There can be no liberal order without political democracy, but today we are frequently reminded that political democracy alone does not guarantee a liberal order. Free and fair elections may lead to the ascendancy of a president of Iran who wants to "wipe Israel off the map of the Middle East." Or to a president of Venezuela whose intolerance of the business class causes jubilation in the streets, but emigration by those whose initiative is crucial for the welfare of the people. Less damaging, yet problematic, is the election -- as in Poland -- of a minority government that ruthlessly pursues its members' personal interests and breaks all promises of cooperation made before the polls.
In other words, elections are not enough if one wants to bring democracy to the world. Elections can lead to illiberal democracies and worse. They must be embedded in a much more complex institutional framework, which I would describe as the liberal order.
The first feature of the liberal order is that democracies must not tolerate those who set out to destroy democracy. Some countries, like Germany, have laws that make it possible to ban political parties whose programs are recognizably anti-democratic. In the past, the law has been used to curb parties of both the extreme left and the extreme right. This has clearly contributed to preventing any sign of a possible return to the totalitarian ways of the twentieth century.
However, it is not always evident when people and parties stand for election what they are going to do if they win. This is where rules that impose term limits on officeholders, such as the twenty-second amendment of the US constitution, have their place. Many constitutions contain such a rule and even Russian President Vladimir Putin has stated that he will abide by it.
Let us hope that this will in fact be the case. Elsewhere, notably in many of the Soviet Union's other successor states and in Latin America, those in power have often simply changed the constitution -- including rules on term limits -- to their advantage. This is where the second pillar of a liberal order comes into play: the rule of law.
It cannot be said too often that democracy and the rule of law are not the same thing. There are lawless democracies and undemocratic "states of law" (Rechtsstaat). The constitution of liberty requires both and the rule of law is the more difficult of the two to establish and maintain, for it requires not just a constitution but, almost more importantly, an independent judiciary that is sensitive to violations of constitutional and other legitimate rules.
It is extremely important that Iraq held elections to a constitutional assembly. This has produced -- albeit with a certain amount of external pressure notably on behalf of the Sunnis -- a document that may provide the basis for the rule of law.
But the task of finding, appointing, and accepting independent judges remains. It will be particularly difficult in an environment in which the Shariah -- that is, Islamic religious law administered not by judges but by clerics -- is never far away. The rule of secular law is the most delicate prerequisite of a liberal order.
Even then, we know from history that it takes but one enabling law to unhinge the rule of law and replace it by an ideological tyranny, as happened when Adolf Hitler came to power in Germany in the 1930s.
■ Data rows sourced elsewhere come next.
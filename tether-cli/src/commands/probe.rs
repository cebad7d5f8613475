//! Probe command - watch reachability transitions and latency.

use console::style;
use serde_json::json;
use tokio::time::{interval_at, Instant, MissedTickBehavior};
use tracing::debug;

use tether_core::config::ConfigHandle;
use tether_core::error::{TetherError, TetherResult};
use tether_probe::{NetworkEvent, NetworkMonitor};

use super::format_latency;
use crate::OutputFormat;

fn print_event(format: OutputFormat, event: &NetworkEvent) {
    match (format, event) {
        (OutputFormat::Json, NetworkEvent::Online) => println!("{}", json!({"network": "online"})),
        (OutputFormat::Json, NetworkEvent::Offline) => println!("{}", json!({"network": "offline"})),
        (OutputFormat::Json, NetworkEvent::Quality { latency }) => println!(
            "{}",
            json!({"network": "quality", "latency_ms": latency.as_millis() as u64})
        ),
        (OutputFormat::Text, NetworkEvent::Online) => {
            println!("  {} Network is reachable", style("ONLINE").green().bold())
        }
        (OutputFormat::Text, NetworkEvent::Offline) => {
            println!("  {} Network is unreachable", style("OFFLINE").red().bold())
        }
        (OutputFormat::Text, NetworkEvent::Quality { latency }) => {
            println!("  {} {}", style("latency").dim(), format_latency(*latency))
        }
    }
}

/// Run the probe command.
pub async fn run(
    config: ConfigHandle,
    url: Option<String>,
    interval_ms: Option<u64>,
    count: Option<u32>,
    format: OutputFormat,
) -> TetherResult<()> {
    let probe = {
        let mut cfg = config.write().await;
        if let Some(url) = url {
            cfg.probe.url = url;
        }
        if let Some(ms) = interval_ms {
            cfg.probe.interval_ms = ms;
        }
        cfg.probe.clone()
    };
    if probe.interval_ms == 0 {
        return Err(TetherError::Config("probe interval must be positive".into()));
    }

    let monitor = NetworkMonitor::from_config(&probe)?;
    debug!("probe target {} (timeout {}ms)", probe.url, probe.timeout_ms);
    if format == OutputFormat::Text {
        println!(
            "Probing {} every {}",
            style(&probe.url).bold(),
            format_latency(monitor.interval())
        );
    }

    // The monitor assumes online at start, so report the first result either way.
    let first = monitor.check_now().await;
    if !first.contains(&NetworkEvent::Offline) && format == OutputFormat::Text {
        print_event(format, &NetworkEvent::Online);
    }
    for event in &first {
        print_event(format, event);
    }

    let mut remaining = count.map(|n| n.saturating_sub(1));
    if remaining == Some(0) {
        return Ok(());
    }

    let mut ticker = interval_at(Instant::now() + monitor.interval(), monitor.interval());
    ticker.set_missed_tick_behavior(MissedTickBehavior::Delay);

    loop {
        tokio::select! {
            _ = ticker.tick() => {
                for event in monitor.check_now().await {
                    print_event(format, &event);
                }
                if let Some(left) = remaining.as_mut() {
                    *left -= 1;
                    if *left == 0 {
                        break;
                    }
                }
            }
            _ = tokio::signal::ctrl_c() => break,
        }
    }

    Ok(())
}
This is where the third element of a liberal order comes into play: civil society. A plurality of civic associations and activities -- regulated but not controlled by the state, and free to express its views and even to demonstrate its (diverse) sentiments publicly -- is the most powerful pillar of a liberal order. A vibrant civil society will mobilize when the rule of law is violated and it can also check the illiberal inclinations of democratic majorities.
The near-universal availability of information makes it much easier than it was in earlier times for the voluntary non-governmental organizations that form civil society to emerge. However, there is no ultimate guarantee against the abuse of power, especially if that power is democratically gained. The international community must therefore recognize that it is not enough to promote, organize or monitor elections in hitherto undemocratic countries.
The program of spreading the liberal order requires a much more sophisticated approach. Above all, it requires international agencies and groupings that remain alert to the risks of illiberal democracies.
Ralf Dahrendorf, a former European commissioner from Germany, is a member of the British House of Lords, a former rector of the London School of Economics and a former warden of St. Antony's College, Oxford.